Zum Abschluss ein Blick in die ferne Zukunft: Die Pläne für den baldigen Ostring-Ausbau wurden jetzt vorgestellt. Damit rückt auch der Ringschluss näher, der 2028 vollzogen sein soll. Reizt es Sie nicht, dieses für Goch historische Ereignis als amtierender Bürgermeister zu erleben?

Ich kann ausschließen, dass ich nach Ablauf der jetzigen Amtszeit noch einmal als Bürgermeister kandidiere. Dann bin ich 70 Jahre alt, und ich finde, dass die Stadt nicht von einem Greis regiert werden muss. Man muss für die vielfältigen Aufgaben mitten im Leben stehen.

Im Zuge der spektakulären Razzia auf Kloster Graefenthal und des anschließenden Prozesses ist Goch häufig in einem negativen Zusammenhang genannt worden. Sie dürften als Bürgermeister nicht glücklich sein, dass eine Sekte, deren Führer vom Landgericht Kleve wegen schwerer Straftaten zu einer mehrjährigen Haftstrafe verurteilt wurde, in der Stadt heimisch ist.

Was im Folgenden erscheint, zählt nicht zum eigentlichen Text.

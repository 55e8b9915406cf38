// /learnhub-lms/services/payments-service/src/main.rs

mod api;
mod core;
mod middleware;
mod models;
mod repository;
mod utils;

use axum::{middleware as axum_middleware, Router};
use sqlx::postgres::PgPoolOptions;
use std::{env, sync::Arc, time::Duration};
use tower::ServiceBuilder;
use tower_http::{timeout::TimeoutLayer, trace::TraceLayer};
use tracing::info;

use crate::{
    api::routes,
    core::{CheckoutService, DodoClient, ReconciliationEngine},
    middleware::{auth_middleware, rate_limit_middleware, RateLimiter},
    repository::Repository,
};

#[derive(Clone)]
pub struct AppState {
    pub repository: Arc<Repository>,
    pub engine: Arc<ReconciliationEngine>,
    pub checkout: Arc<CheckoutService>,
    pub rate_limiter: Arc<RateLimiter>,
}

#[tokio::main]
async fn main() -> Result<(), Box<dyn std::error::Error>> {
    // Initialize logging
    utils::logger::init_logger();

    // Load environment variables
    dotenvy::dotenv().ok();

    // Setup database connection pool
    let database_url = env::var("DATABASE_URL")
        .expect("DATABASE_URL harus di-set di environment");

    let pool = PgPoolOptions::new()
        .max_connections(
            env::var("DATABASE_MAX_CONNECTIONS")
                .unwrap_or_else(|_| "10".to_string())
                .parse()
                .unwrap_or(10),
        )
        .acquire_timeout(Duration::from_secs(
            env::var("DATABASE_ACQUIRE_TIMEOUT_SECONDS")
                .unwrap_or_else(|_| "3".to_string())
                .parse()
                .unwrap_or(3),
        ))
        .connect(&database_url)
        .await?;

    // Test database connection
    sqlx::query("SELECT 1")
        .fetch_one(&pool)
        .await
        .expect("Gagal ping database");

    info!("✅ Database berhasil terkoneksi");

    // Run pending migrations
    sqlx::migrate!("./migrations").run(&pool).await?;

    // Initialize repository layer
    let repository = Arc::new(Repository::new(pool.clone()));

    // Payment gateway client
    let gateway = Arc::new(DodoClient::new().expect("Gagal initialize Dodo client"));

    // Reconciliation engine: dipakai verify, webhook, dan admin approval
    let engine = Arc::new(ReconciliationEngine::new(
        repository.transactions.clone(),
        repository.enrollments.clone(),
        repository.records.clone(),
        gateway,
    ));

    // Checkout service
    let checkout = Arc::new(CheckoutService::new(
        repository.transactions.clone(),
        repository.promos.clone(),
        repository.courses.clone(),
        repository.records.clone(),
    ));

    // Initialize rate limiter
    let rate_limiter = Arc::new(RateLimiter::new(
        env::var("RATE_LIMIT_MAX_REQUESTS")
            .unwrap_or_else(|_| "100".to_string())
            .parse()
            .unwrap_or(100),
        env::var("RATE_LIMIT_WINDOW_SECONDS")
            .unwrap_or_else(|_| "60".to_string())
            .parse()
            .unwrap_or(60),
    ));

    // Create application state
    let app_state = AppState {
        repository,
        engine,
        checkout,
        rate_limiter,
    };

    // Setup CORS
    let cors = utils::cors::create_cors_layer();

    // Build application dengan middleware stack
    let app = Router::new()
        // Mount API routes
        .merge(routes::create_routes())
        // Health check endpoint
        .route("/health", axum::routing::get(health_check))
        // Apply state first
        .with_state(app_state.clone())
        // Then apply middlewares
        .layer(
            ServiceBuilder::new()
                // Request tracing (paling luar)
                .layer(TraceLayer::new_for_http())
                // Timeout protection
                .layer(TimeoutLayer::new(Duration::from_secs(30)))
                // CORS handling
                .layer(cors),
        )
        // Security headers
        .layer(axum_middleware::from_fn(
            middleware::security_headers_middleware,
        ))
        // Rate limiting
        .layer(axum_middleware::from_fn_with_state(
            app_state.clone(),
            rate_limit_middleware,
        ))
        // Auth (JWT lokal, tidak perlu state)
        .layer(axum_middleware::from_fn(auth_middleware));

    // Server configuration
    let port = env::var("PAYMENTS_SERVICE_PORT")
        .or_else(|_| env::var("SERVER_PORT"))
        .unwrap_or_else(|_| "3004".to_string());
    let bind_address = format!("0.0.0.0:{}", port);

    // Print startup information
    utils::banner::print_startup_banner(&bind_address);

    // Start server
    let listener = tokio::net::TcpListener::bind(&bind_address).await?;
    info!("🚀 Payments Service berjalan di {}", bind_address);

    axum::serve(listener, app).await.map_err(|e| e.into())
}

// Health check endpoint
async fn health_check() -> axum::Json<serde_json::Value> {
    axum::Json(serde_json::json!({
        "service": "payments-service",
        "status": "healthy",
        "timestamp": chrono::Utc::now(),
        "version": env!("CARGO_PKG_VERSION"),
        "features": {
            "dodo_gateway": true,
            "webhook_processing": true,
            "payment_verification": true,
            "manual_payments": true,
            "promo_codes": true,
            "rate_limiting": true,
            "security_headers": true
        },
        "environment": env::var("ENVIRONMENT").unwrap_or_else(|_| "development".to_string()),
    }))
}
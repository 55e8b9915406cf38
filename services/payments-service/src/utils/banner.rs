// /learnhub-lms/services/payments-service/src/utils/banner.rs

/// Print startup banner
pub fn print_startup_banner(bind_address: &str) {
    println!(r#"
╔══════════════════════════════════════════════════════════╗
║                 PAYMENTS SERVICE v1.0.0                   ║
║                     LearnHub LMS                          ║
╚══════════════════════════════════════════════════════════╝
    "#);

    tracing::info!("🚀 Payments Service starting at {}", bind_address);
    tracing::info!("📋 Available endpoints:");
    tracing::info!("  Public:");
    tracing::info!("    GET  /api/payments/verify        - Verify/reconcile payment");
    tracing::info!("    POST /api/payments/webhook       - Gateway webhook");
    tracing::info!("  Protected:");
    tracing::info!("    POST /api/payments/checkout      - Initiate checkout");
    tracing::info!("    GET  /api/enrollments/...        - Enrollment status");
    tracing::info!("  Admin:");
    tracing::info!("    GET  /api/admin/payments         - List payment records");
    tracing::info!("    PUT  /api/admin/payments/:id     - Approve/reject manual payment");
}
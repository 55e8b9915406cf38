// /learnhub-lms/services/payments-service/src/repository/promo.rs

use async_trait::async_trait;
use chrono::{DateTime, Utc};
use sqlx::PgPool;

use crate::core::stores::{PromoRedemption, PromoStore};
use crate::models::PromoCode;
use crate::utils::error::AppResult;

/// Promo code store. Redeem = satu conditional UPDATE, jadi dua checkout
/// concurrent tidak pernah dua-duanya dapat slot terakhir.
pub struct PgPromoStore {
    pool: PgPool,
}

impl PgPromoStore {
    pub fn new(pool: PgPool) -> Self {
        Self { pool }
    }
}

#[async_trait]
impl PromoStore for PgPromoStore {
    async fn redeem(&self, code: &str, now: DateTime<Utc>) -> AppResult<PromoRedemption> {
        let redeemed = sqlx::query_as::<_, PromoCode>(
            r#"
            UPDATE promo_codes
            SET used_count = used_count + 1
            WHERE code = $1
              AND used_count < max_uses
              AND (expires_at IS NULL OR expires_at > $2)
            RETURNING *
            "#,
        )
        .bind(code)
        .bind(now)
        .fetch_optional(&self.pool)
        .await?;

        if let Some(promo) = redeemed {
            return Ok(PromoRedemption::Applied(promo));
        }

        // Update tidak kena: cari tahu kenapa supaya pesan error spesifik
        let snapshot =
            sqlx::query_as::<_, PromoCode>("SELECT * FROM promo_codes WHERE code = $1")
                .bind(code)
                .fetch_optional(&self.pool)
                .await?;

        match snapshot {
            None => Ok(PromoRedemption::NotFound),
            Some(promo) if promo.expires_at.map(|e| e <= now).unwrap_or(false) => {
                Ok(PromoRedemption::Expired)
            }
            Some(_) => Ok(PromoRedemption::Exhausted),
        }
    }
}
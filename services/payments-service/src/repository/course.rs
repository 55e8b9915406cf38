// /learnhub-lms/services/payments-service/src/repository/course.rs

use async_trait::async_trait;
use sqlx::PgPool;

use crate::core::stores::CourseCatalog;
use crate::models::Course;
use crate::utils::error::AppResult;

/// Read-only view ke course catalog (dikelola course service)
pub struct PgCourseCatalog {
    pool: PgPool,
}

impl PgCourseCatalog {
    pub fn new(pool: PgPool) -> Self {
        Self { pool }
    }
}

#[async_trait]
impl CourseCatalog for PgCourseCatalog {
    async fn find_by_slug(&self, slug: &str) -> AppResult<Option<Course>> {
        let course = sqlx::query_as::<_, Course>("SELECT * FROM courses WHERE slug = $1")
            .bind(slug)
            .fetch_optional(&self.pool)
            .await?;

        Ok(course)
    }
}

Für unser Image als Stadt Goch ist das alles andere als schön. Mich betrübt, dass die weiter auf Graefenthal handelnden Personen sich davon nicht distanzieren. Das würde möglicherweise der Sache guttun. Vielleicht können sie es aber auch nicht – aus welchen Gründen auch immer.

Durch zahlreiche publikumswirksame Events hatte der Orden der Transformanten auch eine Strahlkraft in der Stadt. Kann der Betrieb – ungeachtet dessen, was der Prozess zutage gefördert hat – einfach so weitergehen?

Die Betreiber haben einen Anspruch darauf, von der Verwaltung genauso behandelt zu werden wie alle anderen auch. Das tun wir. Über eine gewisse Zurückhaltung in der Bevölkerung und auch bei uns gibt, was die Veranstaltungen betrifft, darf man sich aber auch nicht wundern.